_Exercise goal_.
From the line containing "self.render_board(ctx);" to the last line below, retype everything word for word.

START Provided entries

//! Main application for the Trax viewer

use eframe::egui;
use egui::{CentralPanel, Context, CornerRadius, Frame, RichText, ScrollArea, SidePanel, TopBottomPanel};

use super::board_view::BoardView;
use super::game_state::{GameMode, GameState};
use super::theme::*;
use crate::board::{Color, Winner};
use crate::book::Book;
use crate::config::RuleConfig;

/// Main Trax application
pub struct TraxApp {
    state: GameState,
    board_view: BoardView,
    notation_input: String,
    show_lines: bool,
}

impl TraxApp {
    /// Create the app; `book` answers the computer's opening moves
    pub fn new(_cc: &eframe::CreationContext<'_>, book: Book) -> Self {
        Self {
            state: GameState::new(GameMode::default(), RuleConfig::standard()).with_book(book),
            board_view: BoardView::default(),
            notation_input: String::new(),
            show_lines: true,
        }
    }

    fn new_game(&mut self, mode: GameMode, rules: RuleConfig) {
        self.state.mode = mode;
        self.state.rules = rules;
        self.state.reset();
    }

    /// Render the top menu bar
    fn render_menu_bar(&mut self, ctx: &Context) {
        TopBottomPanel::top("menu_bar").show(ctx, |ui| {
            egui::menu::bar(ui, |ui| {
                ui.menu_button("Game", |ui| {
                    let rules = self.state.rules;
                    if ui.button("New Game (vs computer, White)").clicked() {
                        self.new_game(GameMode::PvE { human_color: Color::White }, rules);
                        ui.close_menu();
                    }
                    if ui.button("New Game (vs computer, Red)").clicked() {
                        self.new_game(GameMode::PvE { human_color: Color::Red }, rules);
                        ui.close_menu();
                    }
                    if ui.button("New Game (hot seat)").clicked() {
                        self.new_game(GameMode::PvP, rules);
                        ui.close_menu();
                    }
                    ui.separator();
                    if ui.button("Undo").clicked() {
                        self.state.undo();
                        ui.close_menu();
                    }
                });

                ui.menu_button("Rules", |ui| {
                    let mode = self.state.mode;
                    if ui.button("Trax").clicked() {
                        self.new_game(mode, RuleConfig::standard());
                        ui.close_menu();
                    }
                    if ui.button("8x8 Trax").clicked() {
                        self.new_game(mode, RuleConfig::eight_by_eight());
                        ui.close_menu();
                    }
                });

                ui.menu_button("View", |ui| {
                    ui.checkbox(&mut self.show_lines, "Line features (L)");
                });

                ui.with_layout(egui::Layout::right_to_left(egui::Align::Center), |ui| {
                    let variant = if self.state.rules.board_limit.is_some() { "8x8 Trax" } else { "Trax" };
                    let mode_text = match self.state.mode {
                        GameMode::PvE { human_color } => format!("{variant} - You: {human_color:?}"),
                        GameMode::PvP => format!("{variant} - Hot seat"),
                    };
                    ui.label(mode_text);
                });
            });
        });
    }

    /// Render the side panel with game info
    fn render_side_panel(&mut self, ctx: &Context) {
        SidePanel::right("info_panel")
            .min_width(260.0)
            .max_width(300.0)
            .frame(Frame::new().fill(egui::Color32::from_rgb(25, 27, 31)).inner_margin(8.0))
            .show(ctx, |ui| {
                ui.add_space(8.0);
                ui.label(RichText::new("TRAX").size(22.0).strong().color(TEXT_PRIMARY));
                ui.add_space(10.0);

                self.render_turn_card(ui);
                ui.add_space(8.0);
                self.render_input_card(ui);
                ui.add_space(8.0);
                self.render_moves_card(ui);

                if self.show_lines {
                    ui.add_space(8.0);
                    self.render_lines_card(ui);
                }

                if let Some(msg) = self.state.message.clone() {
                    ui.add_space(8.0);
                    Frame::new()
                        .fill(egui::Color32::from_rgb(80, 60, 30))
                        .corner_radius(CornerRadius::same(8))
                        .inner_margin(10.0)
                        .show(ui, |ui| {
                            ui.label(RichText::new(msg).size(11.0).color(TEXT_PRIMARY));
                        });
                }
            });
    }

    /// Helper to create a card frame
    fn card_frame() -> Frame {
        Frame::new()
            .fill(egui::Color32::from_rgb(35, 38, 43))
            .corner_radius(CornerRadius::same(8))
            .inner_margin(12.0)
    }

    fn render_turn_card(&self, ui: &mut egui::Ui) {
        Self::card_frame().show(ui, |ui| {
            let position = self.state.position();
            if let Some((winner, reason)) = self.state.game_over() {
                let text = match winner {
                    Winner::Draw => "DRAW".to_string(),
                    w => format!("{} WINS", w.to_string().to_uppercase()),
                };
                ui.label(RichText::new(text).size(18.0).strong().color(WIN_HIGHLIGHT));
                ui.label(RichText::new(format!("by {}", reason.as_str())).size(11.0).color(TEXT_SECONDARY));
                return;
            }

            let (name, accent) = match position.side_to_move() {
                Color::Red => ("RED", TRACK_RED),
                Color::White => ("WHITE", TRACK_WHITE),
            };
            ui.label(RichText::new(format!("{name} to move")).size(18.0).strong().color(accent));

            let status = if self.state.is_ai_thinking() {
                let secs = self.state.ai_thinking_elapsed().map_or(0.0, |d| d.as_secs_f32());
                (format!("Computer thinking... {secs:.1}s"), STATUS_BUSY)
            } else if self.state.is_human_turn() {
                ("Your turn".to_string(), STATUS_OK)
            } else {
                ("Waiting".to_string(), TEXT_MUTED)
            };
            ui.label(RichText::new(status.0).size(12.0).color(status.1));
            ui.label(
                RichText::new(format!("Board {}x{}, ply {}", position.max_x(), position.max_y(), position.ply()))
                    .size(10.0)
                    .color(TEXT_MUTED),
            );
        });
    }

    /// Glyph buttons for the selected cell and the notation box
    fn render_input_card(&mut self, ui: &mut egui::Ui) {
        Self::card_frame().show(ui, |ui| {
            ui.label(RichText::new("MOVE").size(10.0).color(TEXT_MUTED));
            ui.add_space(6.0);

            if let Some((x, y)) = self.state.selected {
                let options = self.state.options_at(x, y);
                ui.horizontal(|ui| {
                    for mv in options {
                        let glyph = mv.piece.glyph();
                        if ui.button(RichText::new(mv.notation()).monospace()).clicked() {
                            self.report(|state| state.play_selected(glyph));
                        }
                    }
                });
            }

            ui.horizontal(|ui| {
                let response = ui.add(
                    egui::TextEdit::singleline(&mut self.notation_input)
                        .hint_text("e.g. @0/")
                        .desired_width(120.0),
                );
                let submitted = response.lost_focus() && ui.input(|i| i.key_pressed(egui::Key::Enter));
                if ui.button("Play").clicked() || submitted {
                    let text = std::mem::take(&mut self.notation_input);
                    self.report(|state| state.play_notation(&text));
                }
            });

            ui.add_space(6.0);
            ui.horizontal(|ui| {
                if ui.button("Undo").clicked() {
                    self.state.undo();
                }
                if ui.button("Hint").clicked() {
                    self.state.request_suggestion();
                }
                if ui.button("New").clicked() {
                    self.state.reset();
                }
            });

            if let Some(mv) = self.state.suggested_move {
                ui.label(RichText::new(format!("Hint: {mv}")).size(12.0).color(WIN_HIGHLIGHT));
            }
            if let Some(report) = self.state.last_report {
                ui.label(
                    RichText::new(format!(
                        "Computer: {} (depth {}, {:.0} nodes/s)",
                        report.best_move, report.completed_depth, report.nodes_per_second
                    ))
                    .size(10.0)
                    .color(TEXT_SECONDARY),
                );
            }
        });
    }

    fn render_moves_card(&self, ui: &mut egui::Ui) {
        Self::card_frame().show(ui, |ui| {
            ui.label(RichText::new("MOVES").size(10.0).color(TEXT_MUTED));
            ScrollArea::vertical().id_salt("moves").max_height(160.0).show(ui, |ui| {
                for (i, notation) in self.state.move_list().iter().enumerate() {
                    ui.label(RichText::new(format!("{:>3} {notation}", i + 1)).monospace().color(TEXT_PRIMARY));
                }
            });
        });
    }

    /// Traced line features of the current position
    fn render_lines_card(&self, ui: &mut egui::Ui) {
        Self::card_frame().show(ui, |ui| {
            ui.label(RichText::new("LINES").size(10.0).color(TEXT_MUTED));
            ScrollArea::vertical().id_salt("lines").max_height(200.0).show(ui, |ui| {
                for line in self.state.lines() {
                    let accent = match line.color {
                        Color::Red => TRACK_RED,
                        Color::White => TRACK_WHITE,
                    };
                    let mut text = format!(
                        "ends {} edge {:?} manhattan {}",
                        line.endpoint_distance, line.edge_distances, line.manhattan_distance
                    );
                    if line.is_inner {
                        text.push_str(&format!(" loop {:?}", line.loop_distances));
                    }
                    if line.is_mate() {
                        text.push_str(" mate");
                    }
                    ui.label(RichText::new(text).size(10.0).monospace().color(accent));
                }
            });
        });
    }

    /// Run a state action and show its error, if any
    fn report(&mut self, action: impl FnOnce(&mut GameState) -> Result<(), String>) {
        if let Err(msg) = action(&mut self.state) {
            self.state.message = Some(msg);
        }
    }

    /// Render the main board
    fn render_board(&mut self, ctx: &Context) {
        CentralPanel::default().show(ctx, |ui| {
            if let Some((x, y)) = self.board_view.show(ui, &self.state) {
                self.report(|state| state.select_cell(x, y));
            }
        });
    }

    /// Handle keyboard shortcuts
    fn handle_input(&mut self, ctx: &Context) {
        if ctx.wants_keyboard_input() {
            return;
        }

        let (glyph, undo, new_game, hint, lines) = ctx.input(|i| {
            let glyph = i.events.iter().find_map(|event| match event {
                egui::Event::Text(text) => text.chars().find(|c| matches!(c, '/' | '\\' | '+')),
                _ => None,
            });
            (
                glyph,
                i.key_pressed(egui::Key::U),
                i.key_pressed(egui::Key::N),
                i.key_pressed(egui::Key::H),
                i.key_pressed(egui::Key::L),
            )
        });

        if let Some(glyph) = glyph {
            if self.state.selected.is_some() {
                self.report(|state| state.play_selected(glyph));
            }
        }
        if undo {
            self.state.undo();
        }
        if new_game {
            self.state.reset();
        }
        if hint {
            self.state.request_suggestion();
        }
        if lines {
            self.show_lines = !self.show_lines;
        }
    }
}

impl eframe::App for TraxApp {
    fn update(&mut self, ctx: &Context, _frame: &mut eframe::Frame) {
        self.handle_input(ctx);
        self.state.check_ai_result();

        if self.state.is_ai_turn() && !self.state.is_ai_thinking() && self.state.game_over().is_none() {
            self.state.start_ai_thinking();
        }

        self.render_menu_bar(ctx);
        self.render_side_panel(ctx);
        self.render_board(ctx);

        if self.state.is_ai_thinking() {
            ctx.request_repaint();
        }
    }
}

END Provided entries

_Response box_.
        self.render_board(ctx);

        if self.state.is_ai_thinking() {
            ctx.request_repaint();
        }
    }
}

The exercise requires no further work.